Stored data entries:
//! # fcsframe
//!
//! Command-line front end for the `fcsframe` library.
//!
//! ## Usage
//!
//! ```bash
//! # Inspect a file
//! fcsframe info sample.fcs
//!
//! # Check file integrity
//! fcsframe validate sample.fcs
//!
//! # Parse a directory of files into saved frames, compensated
//! fcsframe convert plate1/ --output-dir frames/ --compensate
//!
//! # Gate and summarise
//! fcsframe stats sample.fcs --config panel.toml --format json
//!
//! # Events as CSV in display space
//! fcsframe export sample.fcs --display -o events.csv
//! ```

use anyhow::Result;
use clap::Parser;

mod cli;

fn main() -> Result<()> {
    let cli = cli::Cli::parse();
    cli::init_logging(cli.verbosity());
    cli::dispatch(cli)
}
use anyhow::{Context, Result};
use log::info;
use std::io::Write;
use std::path::PathBuf;

use fcsframe::compensation::compensate_in_place;
use fcsframe::frame::Frame;

use super::load_frame;

/// Export events as CSV, one column per dimension
pub fn run(file: PathBuf, output: Option<PathBuf>, display: bool, compensate: bool) -> Result<()> {
    let mut frame = load_frame(&file)?;
    if compensate && frame.compensation_id().is_none() {
        compensate_in_place(&mut frame)
            .with_context(|| format!("Failed to compensate {}", file.display()))?;
    }

    match output {
        Some(path) => {
            let out = std::fs::File::create(&path)
                .with_context(|| format!("Failed to create {}", path.display()))?;
            write_csv(&frame, display, out)?;
            info!("Wrote {} events to {}", frame.row_count(), path.display());
        }
        None => write_csv(&frame, display, std::io::stdout().lock())?,
    }
    Ok(())
}

fn write_csv<W: Write>(frame: &Frame, display: bool, out: W) -> Result<()> {
    let mut writer = csv::Writer::from_writer(out);
    writer.write_record(frame.dimensions().iter().map(|d| d.display_name()))?;

    let columns: Vec<Vec<f64>> = frame
        .dimensions()
        .iter()
        .map(|d| {
            if display {
                d.display_values()
            } else {
                d.values().to_vec()
            }
        })
        .collect();
    let mut record = Vec::with_capacity(columns.len());
    for event in 0..frame.row_count() {
        record.clear();
        record.extend(columns.iter().map(|c| c[event].to_string()));
        writer.write_record(&record)?;
    }
    writer.flush().context("Failed to flush CSV output")?;
    Ok(())
}

#[cfg(test)]
mod tests {
    use super::*;
    use fcsframe::frame::Dimension;
    use fcsframe::transform::Transform;
    use std::collections::BTreeMap;

    #[test]
    fn test_csv_raw_and_display() {
        let mut frame = Frame::new(BTreeMap::new(), 2);
        frame
            .add_dimension(
                Dimension::new(1, "FSC-A", vec![-5.0, 50.0])
                    .transform(Some(Transform::bounded(0.0, 10.0).unwrap())),
            )
            .unwrap();
        frame
            .add_dimension(Dimension::new(2, "FL1-A", vec![1.5, 2.5]).stain("CD3"))
            .unwrap();

        let mut raw = Vec::new();
        write_csv(&frame, false, &mut raw).unwrap();
        assert_eq!(
            String::from_utf8(raw).unwrap(),
            "FSC-A,FL1-A (CD3)\n-5,1.5\n50,2.5\n"
        );

        let mut shown = Vec::new();
        write_csv(&frame, true, &mut shown).unwrap();
        assert_eq!(
            String::from_utf8(shown).unwrap(),
            "FSC-A,FL1-A (CD3)\n0,1.5\n10,2.5\n"
        );
    }
}
use anyhow::{Context, Result};
use std::path::PathBuf;

use fcsframe::fcs::FcsReader;
use fcsframe::persist;

use super::load_frame;

/// Display information about an FCS file or saved frame
pub fn run(file: PathBuf, show_keywords: bool) -> Result<()> {
    if !file.exists() {
        anyhow::bail!("File does not exist: {}", file.display());
    }
    let bytes = std::fs::read(&file).context("Failed to read file")?;

    println!("FCS File Information");
    println!("====================");
    println!("File: {}", file.display());
    println!();

    if bytes.starts_with(&persist::MAGIC) {
        println!("Format: saved frame (version {})", persist::FORMAT_VERSION);
    } else {
        let meta = FcsReader::default()
            .metadata(&bytes)
            .context("Failed to read FCS header and TEXT")?;
        println!("Format: {}", meta.header.version);
        println!(
            "  TEXT:     {}..={}",
            meta.header.text.begin, meta.header.text.end
        );
        match meta.data {
            Some(data) => println!("  DATA:     {}..={}", data.begin, data.end),
            None => println!("  DATA:     <none>"),
        }
        if let Some(analysis) = meta.header.analysis {
            println!("  ANALYSIS: {}..={}", analysis.begin, analysis.end);
        }
        if let Ok(layout) = meta.layout() {
            println!(
                "  Layout:   {} {:?}, {} bytes per event",
                layout.data_type.as_str(),
                layout.endianness,
                layout.row_bytes()
            );
        }
        println!();
    }

    let frame = load_frame(&file)?;
    println!("Name:       {}", frame.preferred_name());
    println!("Id:         {}", frame.id());
    println!("Events:     {}", frame.row_count());
    println!("Parameters: {}", frame.column_count());
    match frame.spillover() {
        Some(spill) => println!(
            "Spillover:  {0}x{0} ({1})",
            spill.size(),
            spill.parameter_names().join(", ")
        ),
        None => println!("Spillover:  <none>"),
    }
    if frame.compensation_id().is_some() {
        println!("Compensated: yes");
    }
    println!();

    println!("Parameters:");
    for dim in frame.dimensions() {
        let transform = dim
            .preferred_transform()
            .map(|t| format!("{:?}", t.kind()))
            .unwrap_or_else(|| "-".to_string());
        let range = dim
            .range_hint()
            .map(|r| r.to_string())
            .unwrap_or_else(|| "-".to_string());
        println!(
            "  {:3}. {:<24} range {:<10} transform {}",
            dim.index(),
            dim.display_name(),
            range,
            transform
        );
    }

    if show_keywords {
        println!();
        println!("Keywords:");
        for (key, value) in frame.keywords() {
            let preview = if value.chars().count() > 100 {
                let head: String = value.chars().take(100).collect();
                format!("{}... ({} bytes)", head, value.len())
            } else {
                value.clone()
            };
            println!("  {}: {}", key, preview);
        }
    }

    Ok(())
}
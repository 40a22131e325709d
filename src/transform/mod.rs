//! # Display Transforms
//!
//! Pure mappings between raw event values and display coordinates. Each
//! variant of [`Transform`] carries its own parameters and evaluation logic;
//! parameters are validated once at construction and never change afterwards.
//!
//! | Variant | Display value |
//! |---------|---------------|
//! | [`Transform::Bounded`] | raw value clipped to `[min, max]` |
//! | [`Transform::Logarithmic`] | `log10` of the raw value clipped to `[min, max]` (`min > 0`) |
//! | [`Transform::Logicle`] | biexponential scale position in `[0, 1]` |

mod error;
mod logicle;

pub use error::TransformError;
pub use logicle::{Logicle, LogicleParams};

/// Type tag of a transform, used by the persisted frame format
#[derive(Debug, Clone, Copy, PartialEq, Eq)]
pub enum TransformKind {
    /// Linear, clipped to a raw range
    Bounded,
    /// Base-10 logarithm over a positive raw range
    Logarithmic,
    /// Parks-Roederer-Moore biexponential
    Logicle,
}

impl TransformKind {
    /// Wire tag
    pub fn tag(self) -> u8 {
        match self {
            TransformKind::Bounded => 1,
            TransformKind::Logarithmic => 2,
            TransformKind::Logicle => 3,
        }
    }

    /// Parse a wire tag
    pub fn from_tag(tag: u8) -> Option<Self> {
        match tag {
            1 => Some(TransformKind::Bounded),
            2 => Some(TransformKind::Logarithmic),
            3 => Some(TransformKind::Logicle),
            _ => None,
        }
    }
}

/// A raw-to-display value mapping
#[derive(Debug, Clone, PartialEq)]
pub enum Transform {
    /// Identity mapping clipped to `[min, max]`
    Bounded {
        /// Lower raw bound
        min: f64,
        /// Upper raw bound
        max: f64,
    },
    /// `log10` mapping over a strictly positive raw range
    Logarithmic {
        /// Lower raw bound, strictly positive
        min: f64,
        /// Upper raw bound
        max: f64,
    },
    /// Biexponential scale
    Logicle(Logicle),
}

impl Transform {
    /// Linear transform clipped to `[min, max]`
    pub fn bounded(min: f64, max: f64) -> Result<Self, TransformError> {
        if !(min.is_finite() && max.is_finite()) || min >= max {
            return Err(TransformError::InvalidParameter(format!(
                "bounded range must satisfy min < max, got [{min}, {max}]"
            )));
        }
        Ok(Transform::Bounded { min, max })
    }

    /// Logarithmic transform over `[min, max]`
    pub fn logarithmic(min: f64, max: f64) -> Result<Self, TransformError> {
        if !(min.is_finite() && max.is_finite()) || min <= 0.0 || min >= max {
            return Err(TransformError::InvalidParameter(format!(
                "logarithmic range must satisfy 0 < min < max, got [{min}, {max}]"
            )));
        }
        Ok(Transform::Logarithmic { min, max })
    }

    /// Logicle transform with explicit parameters
    pub fn logicle(t: f64, w: f64, m: f64, a: f64) -> Result<Self, TransformError> {
        Logicle::new(LogicleParams { t, w, m, a }).map(Transform::Logicle)
    }

    /// Type tag of this transform
    pub fn kind(&self) -> TransformKind {
        match self {
            Transform::Bounded { .. } => TransformKind::Bounded,
            Transform::Logarithmic { .. } => TransformKind::Logarithmic,
            Transform::Logicle(_) => TransformKind::Logicle,
        }
    }

    /// Map a raw value into display space
    pub fn to_display(&self, raw: f64) -> f64 {
        match self {
            Transform::Bounded { min, max } => raw.clamp(*min, *max),
            Transform::Logarithmic { min, max } => raw.clamp(*min, *max).log10(),
            Transform::Logicle(logicle) => logicle.scale(raw),
        }
    }

    /// Map a display value back into raw space
    pub fn to_raw(&self, display: f64) -> f64 {
        match self {
            Transform::Bounded { min, max } => display.clamp(*min, *max),
            Transform::Logarithmic { min, max } => 10f64.powf(display).clamp(*min, *max),
            Transform::Logicle(logicle) => logicle.inverse(display),
        }
    }

    /// Map a whole column into display space
    pub fn to_display_all(&self, raw: &[f64]) -> Vec<f64> {
        raw.iter().map(|&v| self.to_display(v)).collect()
    }

    /// Numeric parameters in wire order: `[min, max]` or `[T, W, M, A]`
    pub fn parameters(&self) -> Vec<f64> {
        match self {
            Transform::Bounded { min, max } | Transform::Logarithmic { min, max } => {
                vec![*min, *max]
            }
            Transform::Logicle(logicle) => {
                let p = logicle.params();
                vec![p.t, p.w, p.m, p.a]
            }
        }
    }

    /// Rebuild a transform from its tag and numeric parameters
    pub fn from_parameters(kind: TransformKind, params: &[f64]) -> Result<Self, TransformError> {
        match (kind, params) {
            (TransformKind::Bounded, [min, max]) => Self::bounded(*min, *max),
            (TransformKind::Logarithmic, [min, max]) => Self::logarithmic(*min, *max),
            (TransformKind::Logicle, [t, w, m, a]) => Self::logicle(*t, *w, *m, *a),
            (kind, params) => Err(TransformError::InvalidParameter(format!(
                "{kind:?} transform does not take {} parameters",
                params.len()
            ))),
        }
    }
}
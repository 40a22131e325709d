//! DATA segment layout and decoding.
//!
//! List-mode data is event-interleaved: each event stores one value per
//! parameter, in parameter order, with the widths declared by `$PnB`.
//! Integer values are returned as read; no `$PnR` bit masking is applied.

use byteorder::{BigEndian, ByteOrder as _, LittleEndian};
use serde::Serialize;

use super::FcsError;

/// Numeric encoding declared by `$DATATYPE`
#[derive(Debug, Clone, Copy, PartialEq, Eq, Serialize)]
pub enum DataType {
    /// Unsigned integers (`I`)
    Integer,
    /// IEEE single precision (`F`)
    Float,
    /// IEEE double precision (`D`)
    Double,
}

impl DataType {
    /// Parse a `$DATATYPE` value
    pub fn parse(value: &str) -> Result<Self, FcsError> {
        match value.trim().to_ascii_uppercase().as_str() {
            "I" => Ok(Self::Integer),
            "F" => Ok(Self::Float),
            "D" => Ok(Self::Double),
            other => Err(FcsError::UnsupportedDataType(other.to_string())),
        }
    }

    /// Keyword value
    pub fn as_str(&self) -> &'static str {
        match self {
            Self::Integer => "I",
            Self::Float => "F",
            Self::Double => "D",
        }
    }
}

/// Byte order declared by `$BYTEORD`
#[derive(Debug, Clone, Copy, PartialEq, Eq, Serialize)]
pub enum Endianness {
    /// `1,2,3,4`
    Little,
    /// `4,3,2,1`
    Big,
}

impl Endianness {
    /// Parse a `$BYTEORD` value; only strictly ascending or descending
    /// byte sequences are supported
    pub fn parse(value: &str) -> Result<Self, FcsError> {
        let unsupported = || FcsError::UnsupportedByteOrder(value.trim().to_string());
        let order = value
            .split(',')
            .map(|t| t.trim().parse::<usize>())
            .collect::<Result<Vec<_>, _>>()
            .map_err(|_| unsupported())?;
        let n = order.len();
        if n < 2 {
            return Err(unsupported());
        }
        if order.iter().copied().eq(1..=n) {
            Ok(Self::Little)
        } else if order.iter().copied().eq((1..=n).rev()) {
            Ok(Self::Big)
        } else {
            Err(unsupported())
        }
    }

    /// Keyword value for 4-byte words
    pub fn as_str(&self) -> &'static str {
        match self {
            Self::Little => "1,2,3,4",
            Self::Big => "4,3,2,1",
        }
    }
}

/// Width and encoding of every parameter in one event
#[derive(Debug, Clone, PartialEq, Eq, Serialize)]
pub struct DataLayout {
    /// Encoding shared by all parameters
    pub data_type: DataType,
    /// Byte order shared by all parameters
    pub endianness: Endianness,
    /// Bits per value, one entry per parameter
    pub bits: Vec<u32>,
}

impl DataLayout {
    /// Check that every width agrees with the data type
    pub fn new(data_type: DataType, endianness: Endianness, bits: Vec<u32>) -> Result<Self, FcsError> {
        for (i, &b) in bits.iter().enumerate() {
            let ok = match data_type {
                DataType::Integer => matches!(b, 8 | 16 | 32 | 64),
                DataType::Float => b == 32,
                DataType::Double => b == 64,
            };
            if !ok {
                return Err(FcsError::InconsistentLayout(format!(
                    "parameter {} declares {} bits for data type {}",
                    i + 1,
                    b,
                    data_type.as_str()
                )));
            }
        }
        Ok(Self {
            data_type,
            endianness,
            bits,
        })
    }

    /// Bytes per event
    pub fn row_bytes(&self) -> usize {
        self.bits.iter().map(|&b| b as usize / 8).sum()
    }

    /// Decode `events` rows into one column per parameter
    pub fn decode(&self, data: &[u8], events: usize) -> Result<Vec<Vec<f64>>, FcsError> {
        let expected = events.checked_mul(self.row_bytes()).ok_or_else(|| {
            FcsError::InconsistentLayout(format!("{events} events overflow the address space"))
        })?;
        if data.len() < expected {
            return Err(FcsError::TruncatedData {
                expected,
                actual: data.len(),
            });
        }
        Ok(match self.endianness {
            Endianness::Little => self.decode_rows::<LittleEndian>(&data[..expected], events),
            Endianness::Big => self.decode_rows::<BigEndian>(&data[..expected], events),
        })
    }

    fn decode_rows<B: byteorder::ByteOrder>(&self, data: &[u8], events: usize) -> Vec<Vec<f64>> {
        let mut columns: Vec<Vec<f64>> = self
            .bits
            .iter()
            .map(|_| Vec::with_capacity(events))
            .collect();
        let widths: Vec<usize> = self.bits.iter().map(|&b| b as usize / 8).collect();

        let mut offset = 0;
        for _ in 0..events {
            for (column, &width) in columns.iter_mut().zip(&widths) {
                let word = &data[offset..offset + width];
                column.push(self.read_value::<B>(word));
                offset += width;
            }
        }
        columns
    }

    fn read_value<B: byteorder::ByteOrder>(&self, word: &[u8]) -> f64 {
        match (self.data_type, word.len()) {
            (DataType::Float, _) => B::read_f32(word) as f64,
            (DataType::Double, _) => B::read_f64(word),
            (DataType::Integer, 1) => word[0] as f64,
            (DataType::Integer, 2) => B::read_u16(word) as f64,
            (DataType::Integer, 4) => B::read_u32(word) as f64,
            (DataType::Integer, _) => B::read_u64(word) as f64,
        }
    }
}

/// Encode columns as little-endian doubles, event-interleaved
pub fn encode_doubles(columns: &[&[f64]], events: usize) -> Vec<u8> {
    let mut out = vec![0u8; events * columns.len() * 8];
    let mut offset = 0;
    for event in 0..events {
        for column in columns {
            LittleEndian::write_f64(&mut out[offset..offset + 8], column[event]);
            offset += 8;
        }
    }
    out
}

#[cfg(test)]
mod tests {
    use super::*;

    #[test]
    fn test_byte_order_parsing() {
        assert_eq!(Endianness::parse("1,2,3,4").unwrap(), Endianness::Little);
        assert_eq!(Endianness::parse("1,2").unwrap(), Endianness::Little);
        assert_eq!(Endianness::parse("4, 3, 2, 1").unwrap(), Endianness::Big);
        assert_eq!(Endianness::parse("2,1").unwrap(), Endianness::Big);
        assert!(matches!(
            Endianness::parse("3,4,1,2"),
            Err(FcsError::UnsupportedByteOrder(_))
        ));
    }

    #[test]
    fn test_data_type_parsing() {
        assert_eq!(DataType::parse("i").unwrap(), DataType::Integer);
        assert!(matches!(
            DataType::parse("A"),
            Err(FcsError::UnsupportedDataType(_))
        ));
    }

    #[test]
    fn test_inconsistent_widths() {
        assert!(matches!(
            DataLayout::new(DataType::Float, Endianness::Little, vec![32, 16]),
            Err(FcsError::InconsistentLayout(_))
        ));
        assert!(matches!(
            DataLayout::new(DataType::Integer, Endianness::Little, vec![12]),
            Err(FcsError::InconsistentLayout(_))
        ));
        assert!(DataLayout::new(DataType::Integer, Endianness::Big, vec![8, 16, 32]).is_ok());
    }

    #[test]
    fn test_decode_mixed_integer_widths_big_endian() {
        let layout = DataLayout::new(DataType::Integer, Endianness::Big, vec![8, 16, 32]).unwrap();
        assert_eq!(layout.row_bytes(), 7);
        let data = [
            7, 0x01, 0x00, 0x00, 0x01, 0x00, 0x00, // 7, 256, 65536
            255, 0xFF, 0xFF, 0xFF, 0xFF, 0xFF, 0xFF, // 255, 65535, u32::MAX
        ];
        let columns = layout.decode(&data, 2).unwrap();
        assert_eq!(columns[0], vec![7.0, 255.0]);
        assert_eq!(columns[1], vec![256.0, 65535.0]);
        assert_eq!(columns[2], vec![65536.0, u32::MAX as f64]);
    }

    #[test]
    fn test_decode_floats_little_endian() {
        let layout = DataLayout::new(DataType::Float, Endianness::Little, vec![32, 32]).unwrap();
        let mut data = Vec::new();
        for v in [1.5f32, -2.25, 1e6, 0.0] {
            data.extend_from_slice(&v.to_le_bytes());
        }
        let columns = layout.decode(&data, 2).unwrap();
        assert_eq!(columns[0], vec![1.5, 1e6]);
        assert_eq!(columns[1], vec![-2.25, 0.0]);
    }

    #[test]
    fn test_truncated_data() {
        let layout = DataLayout::new(DataType::Double, Endianness::Little, vec![64]).unwrap();
        let err = layout.decode(&[0u8; 12], 2).unwrap_err();
        assert!(matches!(
            err,
            FcsError::TruncatedData {
                expected: 16,
                actual: 12
            }
        ));
    }

    #[test]
    fn test_encode_doubles_is_interleaved() {
        let a = [1.0, 2.0];
        let b = [10.0, 20.0];
        let bytes = encode_doubles(&[&a, &b], 2);
        let layout = DataLayout::new(DataType::Double, Endianness::Little, vec![64, 64]).unwrap();
        let columns = layout.decode(&bytes, 2).unwrap();
        assert_eq!(columns, vec![a.to_vec(), b.to_vec()]);
    }
}
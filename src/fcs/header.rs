//! The fixed-width FCS header.
//!
//! ```text
//! bytes  0..6    version, e.g. "FCS3.1"
//! bytes  6..10   spaces
//! bytes 10..18   TEXT begin      18..26  TEXT end
//! bytes 26..34   DATA begin      34..42  DATA end
//! bytes 42..50   ANALYSIS begin  50..58  ANALYSIS end
//! ```
//!
//! Offsets are right-justified ASCII decimals and inclusive. A field that is
//! blank or zero means "see the TEXT segment", which is how files larger than
//! 99,999,999 bytes declare their DATA segment.

use std::fs::File;
use std::io::Read;
use std::path::Path;

use serde::Serialize;

use super::FcsError;

/// Bytes needed to parse every header field
pub const HEADER_LEN: usize = 58;

/// Bytes read by [`probe_path`]
pub const PROBE_LEN: usize = 256;

/// Largest offset an 8-digit header field can hold
pub const MAX_HEADER_OFFSET: u64 = 99_999_999;

/// FCS format revision
#[derive(Debug, Clone, Copy, PartialEq, Eq, PartialOrd, Ord, Serialize)]
pub enum FcsVersion {
    /// FCS 2.0
    Fcs2_0,
    /// FCS 3.0
    Fcs3_0,
    /// FCS 3.1
    Fcs3_1,
    /// FCS 3.2
    Fcs3_2,
}

impl FcsVersion {
    /// Parse the six version bytes
    pub fn from_bytes(bytes: &[u8]) -> Option<Self> {
        match bytes {
            b"FCS2.0" => Some(Self::Fcs2_0),
            b"FCS3.0" => Some(Self::Fcs3_0),
            b"FCS3.1" => Some(Self::Fcs3_1),
            b"FCS3.2" => Some(Self::Fcs3_2),
            _ => None,
        }
    }

    /// Version string as written in the header
    pub fn as_str(&self) -> &'static str {
        match self {
            Self::Fcs2_0 => "FCS2.0",
            Self::Fcs3_0 => "FCS3.0",
            Self::Fcs3_1 => "FCS3.1",
            Self::Fcs3_2 => "FCS3.2",
        }
    }
}

impl std::fmt::Display for FcsVersion {
    fn fmt(&self, f: &mut std::fmt::Formatter<'_>) -> std::fmt::Result {
        f.write_str(self.as_str())
    }
}

/// Inclusive byte range of one segment
#[derive(Debug, Clone, Copy, PartialEq, Eq, Serialize)]
pub struct Segment {
    /// First byte
    pub begin: u64,
    /// Last byte
    pub end: u64,
}

impl Segment {
    /// Segment from inclusive offsets; `None` when both are zero or reversed
    pub fn new(begin: u64, end: u64) -> Option<Self> {
        if (begin == 0 && end == 0) || end < begin {
            None
        } else {
            Some(Self { begin, end })
        }
    }

    /// Number of bytes covered, saturating at `u64::MAX`
    pub fn byte_count(&self) -> u64 {
        self.end.saturating_sub(self.begin).saturating_add(1)
    }

    /// Borrow the segment from a whole-file buffer
    pub fn slice<'a>(&self, bytes: &'a [u8]) -> Option<&'a [u8]> {
        let begin = usize::try_from(self.begin).ok()?;
        let end = usize::try_from(self.end).ok()?;
        bytes.get(begin..=end)
    }
}

/// Parsed header
#[derive(Debug, Clone, PartialEq, Eq, Serialize)]
pub struct FcsHeader {
    /// Format revision
    pub version: FcsVersion,
    /// TEXT segment (always present)
    pub text: Segment,
    /// DATA segment, `None` when deferred to `$BEGINDATA`/`$ENDDATA`
    pub data: Option<Segment>,
    /// ANALYSIS segment, if any
    pub analysis: Option<Segment>,
}

impl FcsHeader {
    /// Parse the header from the start of a file
    pub fn parse(bytes: &[u8]) -> Result<Self, FcsError> {
        if bytes.len() < HEADER_LEN {
            return Err(FcsError::InvalidHeader(format!(
                "need {HEADER_LEN} bytes, found {}",
                bytes.len()
            )));
        }
        let version = FcsVersion::from_bytes(&bytes[0..6]).ok_or_else(|| {
            FcsError::InvalidHeader(format!(
                "unknown version {:?}",
                String::from_utf8_lossy(&bytes[0..6])
            ))
        })?;

        let text_begin = offset_field(bytes, 10)?;
        let text_end = offset_field(bytes, 18)?;
        let text = Segment::new(text_begin, text_end).ok_or_else(|| {
            FcsError::InvalidHeader(format!("empty TEXT segment {text_begin}..{text_end}"))
        })?;
        if text.begin < HEADER_LEN as u64 {
            return Err(FcsError::InvalidHeader(format!(
                "TEXT segment starts inside the header at {}",
                text.begin
            )));
        }

        let data = Segment::new(offset_field(bytes, 26)?, offset_field(bytes, 34)?);
        let analysis = Segment::new(offset_field(bytes, 42)?, offset_field(bytes, 50)?);

        Ok(Self {
            version,
            text,
            data,
            analysis,
        })
    }
}

/// One 8-byte offset field; blank means zero
fn offset_field(bytes: &[u8], start: usize) -> Result<u64, FcsError> {
    let raw = &bytes[start..start + 8];
    let text = std::str::from_utf8(raw)
        .map_err(|_| FcsError::InvalidHeader(format!("non-ASCII offset at byte {start}")))?
        .trim();
    if text.is_empty() {
        return Ok(0);
    }
    text.parse()
        .map_err(|_| FcsError::InvalidHeader(format!("bad offset {text:?} at byte {start}")))
}

/// Header-only validity check on an in-memory prefix
pub fn probe(bytes: &[u8]) -> bool {
    FcsHeader::parse(bytes).is_ok()
}

/// Header-only validity check reading at most [`PROBE_LEN`] bytes
pub fn probe_path<P: AsRef<Path>>(path: P) -> bool {
    let Ok(file) = File::open(path) else {
        return false;
    };
    let mut prefix = Vec::with_capacity(PROBE_LEN);
    if file.take(PROBE_LEN as u64).read_to_end(&mut prefix).is_err() {
        return false;
    }
    probe(&prefix)
}

/// Render the 58-byte header for the given segments
pub fn format_header(
    version: FcsVersion,
    text: Segment,
    data: Option<Segment>,
    analysis: Option<Segment>,
) -> Vec<u8> {
    let pair = |segment: Option<Segment>| match segment {
        Some(s) if s.end <= MAX_HEADER_OFFSET => format!("{:>8}{:>8}", s.begin, s.end),
        _ => format!("{:>8}{:>8}", 0, 0),
    };
    format!(
        "{}    {}{}{}",
        version.as_str(),
        pair(Some(text)),
        pair(data),
        pair(analysis)
    )
    .into_bytes()
}

#[cfg(test)]
mod tests {
    use super::*;

    fn header(version: &str, offsets: &[u64]) -> Vec<u8> {
        let mut text = format!("{version}    ");
        for offset in offsets {
            text.push_str(&format!("{offset:>8}"));
        }
        let mut bytes = text.into_bytes();
        bytes.resize(HEADER_LEN, b' ');
        bytes
    }

    #[test]
    fn test_parse_header() {
        let bytes = header("FCS3.1", &[58, 300, 301, 1000, 0, 0]);
        let parsed = FcsHeader::parse(&bytes).unwrap();
        assert_eq!(parsed.version, FcsVersion::Fcs3_1);
        assert_eq!(parsed.text, Segment { begin: 58, end: 300 });
        assert_eq!(parsed.data, Some(Segment { begin: 301, end: 1000 }));
        assert_eq!(parsed.analysis, None);
        assert_eq!(parsed.data.unwrap().byte_count(), 700);
    }

    #[test]
    fn test_byte_count_saturates() {
        let whole = Segment::new(0, u64::MAX).unwrap();
        assert_eq!(whole.byte_count(), u64::MAX);
        assert_eq!(Segment::new(10, 10).unwrap().byte_count(), 1);
    }

    #[test]
    fn test_zero_data_offsets_defer_to_text() {
        let parsed = FcsHeader::parse(&header("FCS3.0", &[58, 300])).unwrap();
        assert_eq!(parsed.version, FcsVersion::Fcs3_0);
        assert_eq!(parsed.data, None);
    }

    #[test]
    fn test_rejects_bad_headers() {
        assert!(matches!(
            FcsHeader::parse(b"FCS3.1"),
            Err(FcsError::InvalidHeader(_))
        ));
        assert!(matches!(
            FcsHeader::parse(&header("XYZ3.1", &[58, 300])),
            Err(FcsError::InvalidHeader(_))
        ));
        let mut garbled = header("FCS3.1", &[58, 300]);
        garbled[17] = b'x';
        assert!(matches!(
            FcsHeader::parse(&garbled),
            Err(FcsError::InvalidHeader(_))
        ));
        assert!(matches!(
            FcsHeader::parse(&header("FCS3.1", &[20, 300])),
            Err(FcsError::InvalidHeader(_))
        ));
        assert!(!probe(b"not an fcs file"));
    }

    #[test]
    fn test_format_header_round_trip() {
        let text = Segment { begin: 58, end: 511 };
        let data = Segment::new(512, 150_000_000);
        let bytes = format_header(FcsVersion::Fcs3_1, text, data, None);
        assert_eq!(bytes.len(), HEADER_LEN);
        let parsed = FcsHeader::parse(&bytes).unwrap();
        assert_eq!(parsed.text, text);
        // too wide for the header, deferred to $BEGINDATA/$ENDDATA
        assert_eq!(parsed.data, None);
    }
}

> What you will do:
Check each line above for the string "anyhow" and show the ones that have it.

> Answer to this problem:
use anyhow::Result;
use anyhow::{Context, Result};
use anyhow::{Context, Result};
        anyhow::bail!("File does not exist: {}", file.display());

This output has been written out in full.